Records from a data source
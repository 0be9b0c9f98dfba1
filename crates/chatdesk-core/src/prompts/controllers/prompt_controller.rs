use tracing::{debug, info, warn};

use crate::app::folder_ops::{self, FolderScope};
use crate::app::{Action, AppState, EpicContext};
use crate::entities::naming::{
    DEFAULT_PROMPT_NAME, next_default_name, prepare_entity_name, unique_name,
};
use crate::entities::{EntityId, Folder, FolderItem, FolderPath, IdRemap, LoadStatus};
use crate::prompts::{Prompt, PromptAction, PromptPatch};
use crate::repositories::RepositoryResult;
use crate::repositories::batch::{delete_all, relocate};

fn folder_scope(ctx: &EpicContext) -> FolderScope<Prompt> {
    fn tree(state: &AppState) -> (&[Folder], Vec<&EntityId>) {
        (
            &state.prompts.folders,
            state.prompts.prompts.iter().map(|p| &p.id).collect(),
        )
    }
    fn apply(remap: IdRemap) -> Action {
        PromptAction::ApplyIdRemap { remap }.into()
    }
    FolderScope {
        tree,
        repository: ctx.services().prompts.clone(),
        apply,
    }
}

async fn load_body(ctx: &EpicContext, id: &EntityId) -> RepositoryResult<Prompt> {
    let resident = ctx.read(|s| s.prompts.prompt(id).filter(|p| p.is_loaded()).cloned());
    if let Some(prompt) = resident {
        return Ok(prompt);
    }
    let mut prompt = ctx.services().prompts.get(id).await?;
    prompt.set_entity_id(id.clone());
    prompt.status = LoadStatus::Loaded;
    Ok(prompt)
}

/// List the user's prompt tree. A refresh replaces the tree instead of merging into it.
pub fn load_tree(ctx: &EpicContext, replace: bool) {
    let task_ctx = ctx.clone();
    ctx.spawn(async move {
        let ctx = task_ctx;
        let root = ctx.read(|s| s.prompts.root_folder());
        match ctx.services().prompts.list(&root).await {
            Ok(listing) => {
                info!(prompts = listing.entities.len(), replace, "Loaded prompts");
                let folders = listing
                    .folders
                    .into_iter()
                    .map(|id| Folder {
                        status: LoadStatus::Loaded,
                        ..Folder::new(id)
                    })
                    .collect();
                ctx.dispatch(PromptAction::UploadPromptsSuccess {
                    folders,
                    prompts: listing.entities,
                    replace,
                });
            }
            Err(e) => {
                warn!(error = ?e, "Failed to load prompts");
                ctx.report(&e, "Failed to load prompts.");
                ctx.dispatch(PromptAction::UploadPromptsFail {
                    message: e.to_string(),
                });
            }
        }
    });
}

/// Insert `prompt` optimistically and store it. The backend may store it under
/// another name; the insert is then dropped and the tree listed again.
fn store_new(ctx: &EpicContext, prompt: Prompt) {
    let id = prompt.id.clone();
    ctx.dispatch(PromptAction::AddPrompts {
        prompts: vec![prompt.clone()],
    });

    let task_ctx = ctx.clone();
    ctx.spawn(async move {
        let ctx = task_ctx;
        match ctx.services().prompts.create(prompt).await {
            Ok(stored) if stored == id => ctx.dispatch(PromptAction::SavePromptSuccess { id }),
            Ok(stored) => {
                debug!(requested = %id.encode(), stored = %stored.encode(), "Prompt renamed on create");
                ctx.dispatch(PromptAction::DeletePromptsComplete { ids: vec![id] });
                ctx.dispatch(PromptAction::RefreshPromptsTree);
            }
            Err(e) => {
                warn!(id = %id.encode(), error = ?e, "Failed to create prompt");
                ctx.report(&e, "Failed to create prompt.");
                ctx.dispatch(PromptAction::DeletePromptsComplete { ids: vec![id] });
            }
        }
    });
}

pub fn create(
    ctx: &EpicContext,
    folder: Option<&FolderPath>,
    name: Option<&str>,
    description: &str,
    content: &str,
) {
    let prompt = ctx.read(|s| {
        let folder = folder.cloned().unwrap_or_else(|| s.prompts.root_folder());
        let taken = s.prompts.names_in_folder(&folder);
        let name = match name.map(prepare_entity_name).filter(|n| !n.is_empty()) {
            Some(name) => unique_name(&name, taken.iter().map(String::as_str)),
            None => next_default_name(DEFAULT_PROMPT_NAME, taken.iter().map(String::as_str), 0),
        };
        Prompt {
            description: description.to_string(),
            ..Prompt::new(EntityId::new(folder, name), content)
        }
    });
    store_new(ctx, prompt);
}

/// Copy a prompt, shared or own, into the user's root folder.
pub fn duplicate(ctx: &EpicContext, id: &EntityId) {
    let id = id.clone();
    let task_ctx = ctx.clone();
    ctx.spawn(async move {
        let ctx = task_ctx;
        let source = match load_body(&ctx, &id).await {
            Ok(prompt) => prompt,
            Err(e) => {
                ctx.report(&e, "Failed to duplicate prompt.");
                return;
            }
        };
        let copy = ctx.read(|s| {
            let root = s.prompts.root_folder();
            let taken = s.prompts.names_in_folder(&root);
            let name = unique_name(&source.name, taken.iter().map(String::as_str));
            Prompt {
                description: source.description.clone(),
                ..Prompt::new(EntityId::new(root, name), source.content.clone())
            }
        });
        store_new(&ctx, copy);
    });
}

pub fn save(ctx: &EpicContext, id: &EntityId) {
    let prompt = ctx.read(|s| {
        s.prompts
            .prompt(id)
            .filter(|p| p.is_loaded() && !p.shared_with_me)
            .cloned()
    });
    let Some(prompt) = prompt else {
        return;
    };

    let id = id.clone();
    let task_ctx = ctx.clone();
    ctx.spawn(async move {
        let ctx = task_ctx;
        match ctx.services().prompts.update(prompt).await {
            Ok(()) => ctx.dispatch(PromptAction::SavePromptSuccess { id }),
            Err(e) => {
                warn!(id = %id.encode(), error = ?e, "Failed to save prompt");
                ctx.report(&e, "Failed to save prompt.");
            }
        }
    });
}

/// Same contract as conversation updates: identity changes move the stored
/// prompt, and any failure restores `previous`.
pub fn update(ctx: &EpicContext, id: &EntityId, values: &PromptPatch, previous: Option<Prompt>) {
    let Some(previous) = previous else {
        return;
    };
    let Some(current) = ctx.read(|s| s.prompts.prompt(id).cloned()) else {
        return;
    };

    if !values.affects_identity() {
        ctx.dispatch(PromptAction::UpdatePromptSuccess {
            id: id.clone(),
            prompt: values.clone(),
        });
        let id = id.clone();
        let values = values.clone();
        let task_ctx = ctx.clone();
        ctx.spawn(async move {
            let ctx = task_ctx;
            let body = if current.is_loaded() {
                Ok(current)
            } else {
                load_body(&ctx, &id).await.map(|mut body| {
                    values.apply(&mut body);
                    body
                })
            };
            let result = match body {
                Ok(body) => ctx.services().prompts.update(body).await,
                Err(e) => Err(e),
            };
            if let Err(e) = result {
                warn!(id = %id.encode(), error = ?e, "Failed to update prompt");
                ctx.report(&e, "Failed to update prompt.");
                ctx.dispatch(PromptAction::UpdatePromptFail {
                    id,
                    previous: Box::new(previous),
                });
            }
        });
        return;
    }

    let new_id = ctx.read(|s| {
        let folder = values
            .folder
            .clone()
            .unwrap_or_else(|| current.folder_id().clone());
        let name = values
            .name
            .as_deref()
            .map(prepare_entity_name)
            .filter(|n| !n.is_empty())
            .unwrap_or_else(|| current.name.clone());
        let taken: Vec<String> = s
            .prompts
            .prompts
            .iter()
            .filter(|p| p.folder_id() == &folder && &p.id != id)
            .map(|p| p.name.clone())
            .collect();
        EntityId::new(folder, unique_name(&name, taken.iter().map(String::as_str)))
    });

    let patch = PromptPatch {
        id: Some(new_id.clone()),
        ..values.without_identity()
    };
    ctx.dispatch(PromptAction::UpdatePromptSuccess {
        id: id.clone(),
        prompt: patch.clone(),
    });
    if &new_id == id {
        return;
    }

    let body_resident = current.is_loaded();
    let mut moved = current;
    patch.apply(&mut moved);
    let old_id = id.clone();
    let task_ctx = ctx.clone();
    ctx.spawn(async move {
        let ctx = task_ctx;
        let repository = ctx.services().prompts.clone();
        let result = if body_resident {
            relocate(repository.as_ref(), moved, &old_id).await
        } else {
            repository
                .move_entity(&old_id, &new_id)
                .await
                .map(|()| new_id.clone())
        };

        match result {
            Ok(stored) => {
                info!(from = %old_id.encode(), to = %stored.encode(), "Prompt moved");
                ctx.dispatch(PromptAction::SavePromptSuccess { id: stored });
            }
            Err(e) => {
                warn!(from = %old_id.encode(), to = %new_id.encode(), error = ?e, "Failed to move prompt");
                ctx.report(&e, "Failed to move prompt.");
                ctx.dispatch(PromptAction::UpdatePromptFail {
                    id: new_id,
                    previous: Box::new(previous),
                });
            }
        }
    });
}

/// Delete the user's own prompts on the backend; every id leaves the state.
pub fn delete(ctx: &EpicContext, ids: &[EntityId]) {
    if ids.is_empty() {
        return;
    }
    let own: Vec<EntityId> = ctx.read(|s| {
        ids.iter()
            .filter(|id| id.bucket() == s.prompts.bucket())
            .cloned()
            .collect()
    });

    let ids = ids.to_vec();
    let task_ctx = ctx.clone();
    ctx.spawn(async move {
        let ctx = task_ctx;
        let failed = delete_all(ctx.services().prompts.as_ref(), &own).await;
        if !failed.is_empty() {
            let names: Vec<&str> = failed.iter().map(EntityId::name).collect();
            ctx.notify_error(format!(
                "An error occurred while deleting prompts: {}",
                names.join(", ")
            ));
        }
        ctx.dispatch(PromptAction::DeletePromptsComplete { ids });
    });
}

/// Fetch the body of a prompt that was selected while only its header was known.
pub fn load_selected(ctx: &EpicContext, id: &EntityId) {
    let loaded = ctx.read(|s| s.prompts.prompt(id).is_none_or(Prompt::is_loaded));
    if loaded {
        return;
    }

    let id = id.clone();
    let task_ctx = ctx.clone();
    ctx.spawn(async move {
        let ctx = task_ctx;
        match load_body(&ctx, &id).await {
            Ok(prompt) => ctx.dispatch(PromptAction::UploadPromptSuccess { prompt }),
            Err(e) => {
                warn!(id = %id.encode(), error = ?e, "Failed to load prompt");
                ctx.report(&e, "Failed to load prompt.");
            }
        }
    });
}

pub fn delete_folder(ctx: &EpicContext, id: &FolderPath) {
    let ids: Vec<EntityId> = ctx.read(|s| {
        s.prompts
            .prompts_in_folder(id)
            .into_iter()
            .map(|p| p.id.clone())
            .collect()
    });
    if !ids.is_empty() {
        ctx.dispatch(PromptAction::DeletePrompts { ids });
    }
}

pub fn rename_folder(ctx: &EpicContext, id: &FolderPath, name: &str) {
    folder_ops::rename(ctx, folder_scope(ctx), id, name);
}

pub fn move_folder(ctx: &EpicContext, id: &FolderPath, parent: &FolderPath) {
    folder_ops::relocate(ctx, folder_scope(ctx), id, parent);
}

TASK GOAL: Tell how many lines above include the word "Option". Give the number alone.

SOLVED PROBLEM: 3